When I look at our own models, I can see two things that we use over and
over again: inverse and transitive properties. Our object model
(CMS-type content model) is inherently hierarchical, and it is veeery
common to say something for a node and have that be inherited down the
tree. If I can describe things like "isDescendentOf" to be transitive it
will save me lots of headaches, as I would otherwise have to insert
explicitly those relationships. On the other hand, doing such transitive
inferences may literally explode the database in size. If I for example
say something about the root node and that is inherited by all nodes
then that is going to be a LOT of data to be added. And consequently, if
I change or remove that data there's a LOT of inferenced data to be
updated. It might be the case that it is better to inference such
relationships at runtime, to avoid the data truth management issues.

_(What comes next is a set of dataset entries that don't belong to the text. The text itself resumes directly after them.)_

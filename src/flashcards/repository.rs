//! Card repository over notes
//!
//! All notes live in memory and are mirrored to the key-value store as one
//! JSON array under [`NOTES_KEY`] after every change:
//! ```text
//! engilife.notes -> [ { "id", "title", ..., "flashcards": [ ... ] }, ... ]
//! ```

use chrono::NaiveDate;

use super::algorithm::{self, SchedulerConfig};
use super::errors::{FlashcardError, Result};
use super::models::*;
use crate::notes::{normalize_tags, Note, NoteUpdate};
use crate::storage::KeyValueStore;

/// Store key holding every note and its flashcards
pub const NOTES_KEY: &str = "engilife.notes";

/// Repository of notes and the flashcards they own
pub struct CardRepository<S: KeyValueStore> {
    store: S,
    config: SchedulerConfig,
    notes: Vec<Note>,
}

impl<S: KeyValueStore> CardRepository<S> {
    /// Load notes from the store; a missing key gives an empty repository
    pub fn load(store: S, config: SchedulerConfig) -> Result<Self> {
        let notes = match store.get(NOTES_KEY)? {
            Some(content) => serde_json::from_str::<Vec<Note>>(&content)?,
            None => Vec::new(),
        };

        log::info!(
            "Loaded {} notes with {} flashcards",
            notes.len(),
            notes.iter().map(|n| n.flashcards.len()).sum::<usize>()
        );

        Ok(Self { store, config, notes })
    }

    pub fn config(&self) -> &SchedulerConfig {
        &self.config
    }

    /// Write all notes to the store
    fn persist(&mut self) -> Result<()> {
        let json = serde_json::to_string(&self.notes)?;
        self.store.set(NOTES_KEY, &json)?;
        Ok(())
    }

    fn note_index(&self, note_id: &str) -> Result<usize> {
        self.notes
            .iter()
            .position(|n| n.id == note_id)
            .ok_or_else(|| FlashcardError::NoteNotFound(note_id.to_string()))
    }

    /// Locate a card as (note index, card index)
    fn card_position(&self, card_id: &str) -> Result<(usize, usize)> {
        self.notes
            .iter()
            .enumerate()
            .find_map(|(ni, note)| {
                note.flashcards
                    .iter()
                    .position(|c| c.id == card_id)
                    .map(|ci| (ni, ci))
            })
            .ok_or_else(|| FlashcardError::CardNotFound(card_id.to_string()))
    }

    // ==================== Note Operations ====================

    /// List all notes in insertion order
    pub fn notes(&self) -> &[Note] {
        &self.notes
    }

    /// Get a specific note
    pub fn get_note(&self, note_id: &str) -> Result<&Note> {
        let idx = self.note_index(note_id)?;
        Ok(&self.notes[idx])
    }

    /// Create a new note
    pub fn create_note(&mut self, title: String, content: String, tags: Vec<String>) -> Result<Note> {
        let note = Note::new(title, content).with_tags(tags);
        self.notes.push(note.clone());
        self.persist()?;

        log::info!("Created note {} ({})", note.id, note.title);
        Ok(note)
    }

    /// Update a note's title, content or tags
    pub fn update_note(&mut self, note_id: &str, update: NoteUpdate) -> Result<Note> {
        let idx = self.note_index(note_id)?;
        let note = &mut self.notes[idx];

        if let Some(title) = update.title {
            note.title = title;
        }
        if let Some(content) = update.content {
            note.content = content;
        }
        if let Some(tags) = update.tags {
            note.tags = normalize_tags(tags);
        }
        note.touch();

        let note = note.clone();
        self.persist()?;
        Ok(note)
    }

    /// Delete a note and all its flashcards
    pub fn delete_note(&mut self, note_id: &str) -> Result<Note> {
        let idx = self.note_index(note_id)?;
        let note = self.notes.remove(idx);
        self.persist()?;

        log::info!(
            "Deleted note {} with {} flashcards",
            note.id,
            note.flashcards.len()
        );
        Ok(note)
    }

    // ==================== Card Operations ====================

    /// Iterate over every card, in note-then-card order
    pub fn cards(&self) -> impl Iterator<Item = &Flashcard> {
        self.notes.iter().flat_map(|n| n.flashcards.iter())
    }

    /// Get a specific card
    pub fn get(&self, card_id: &str) -> Result<&Flashcard> {
        let (ni, ci) = self.card_position(card_id)?;
        Ok(&self.notes[ni].flashcards[ci])
    }

    /// Get the note owning a card
    pub fn owner_of(&self, card_id: &str) -> Result<&Note> {
        let (ni, _) = self.card_position(card_id)?;
        Ok(&self.notes[ni])
    }

    /// Append a new card to a note
    pub fn add_flashcard(&mut self, note_id: &str, question: String, answer: String) -> Result<Flashcard> {
        let idx = self.note_index(note_id)?;
        let card = Flashcard::new(question, answer);

        let note = &mut self.notes[idx];
        note.flashcards.push(card.clone());
        note.touch();
        self.persist()?;

        Ok(card)
    }

    /// Remove a card from its note
    pub fn remove_flashcard(&mut self, card_id: &str) -> Result<Flashcard> {
        let (ni, ci) = self.card_position(card_id)?;

        let note = &mut self.notes[ni];
        let card = note.flashcards.remove(ci);
        note.touch();
        self.persist()?;

        Ok(card)
    }

    /// Replace the stored card with the same identifier
    ///
    /// An unchanged record leaves the repository and the store untouched.
    pub fn update(&mut self, card: &Flashcard) -> Result<()> {
        let (ni, ci) = self.card_position(&card.id)?;

        let note = &mut self.notes[ni];
        if note.flashcards[ci] == *card {
            log::debug!("Card {} unchanged, skipping update", card.id);
            return Ok(());
        }

        note.flashcards[ci] = card.clone();
        note.touch();
        self.persist()
    }

    // ==================== Review Operations ====================

    /// Get all cards due on `as_of`
    ///
    /// Never-reviewed cards come first in note-then-card order, followed by
    /// reviewed cards with the oldest due date first.
    pub fn get_due(&self, as_of: NaiveDate) -> Vec<Flashcard> {
        let (mut due, mut scheduled): (Vec<&Flashcard>, Vec<&Flashcard>) = self
            .cards()
            .filter(|c| c.is_due(as_of))
            .partition(|c| !c.is_reviewed());

        // Stable sort keeps insertion order among equal due dates
        scheduled.sort_by_key(|c| c.due_date());
        due.append(&mut scheduled);

        due.into_iter().cloned().collect()
    }

    /// Submit a review for a card and store the result
    pub fn review(&mut self, card_id: &str, quality: Quality, today: NaiveDate) -> Result<Flashcard> {
        let card = self.get(card_id)?;
        let updated = algorithm::review(card, quality, today, &self.config);
        self.update(&updated)?;

        log::info!(
            "Reviewed card {} as {}: next in {} days",
            card_id,
            quality,
            updated.interval().unwrap_or(0)
        );
        Ok(updated)
    }

    /// Get review statistics as of a day
    pub fn stats(&self, as_of: NaiveDate) -> ReviewStats {
        let mut stats = ReviewStats {
            total_notes: self.notes.len(),
            ..Default::default()
        };

        for card in self.cards() {
            stats.total_cards += 1;
            if !card.is_reviewed() {
                stats.unreviewed_cards += 1;
            }
            if card.is_due(as_of) {
                stats.due_cards += 1;
            }
            if card.mastered {
                stats.mastered_cards += 1;
            }
        }

        stats
    }
}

> here is where it gets tricky: if vra:creator is equivalent to
> dc:creator, do you remove the original property and attach a new one, or
> add a new one and leave the existing one there? There is no way to tell
> an OWL inferencer what to do with that.
>
> Even more, if urn:a is equivalent to urn:b, do we copy all properties of
> urn:a to urn:b and viceversa, or do we take urn:a as the master, move
> all the properties of urn:b to urn:a and leave urn:b attached to urn:a
> with the equivalence? Again, two strategies and now way to differentiate
> them.

Sounds like a serious case of schizophrenia... yes, the problem of
identity is tricky :-)

> Fresnel is, in fact, the first of our attempts into #3. You can, in
> fact, see Fresnel as a "spanning tree" extractor (which is the simplest
> thing that could allow us to hook an RDF pipeline into an XML pipeline,
> therefore maximizing reusability of existing software). In theory, if
> you have an XML pipeline already available, a 'spanning tree' extractor
> is all you need to perform all sort of serialization operations.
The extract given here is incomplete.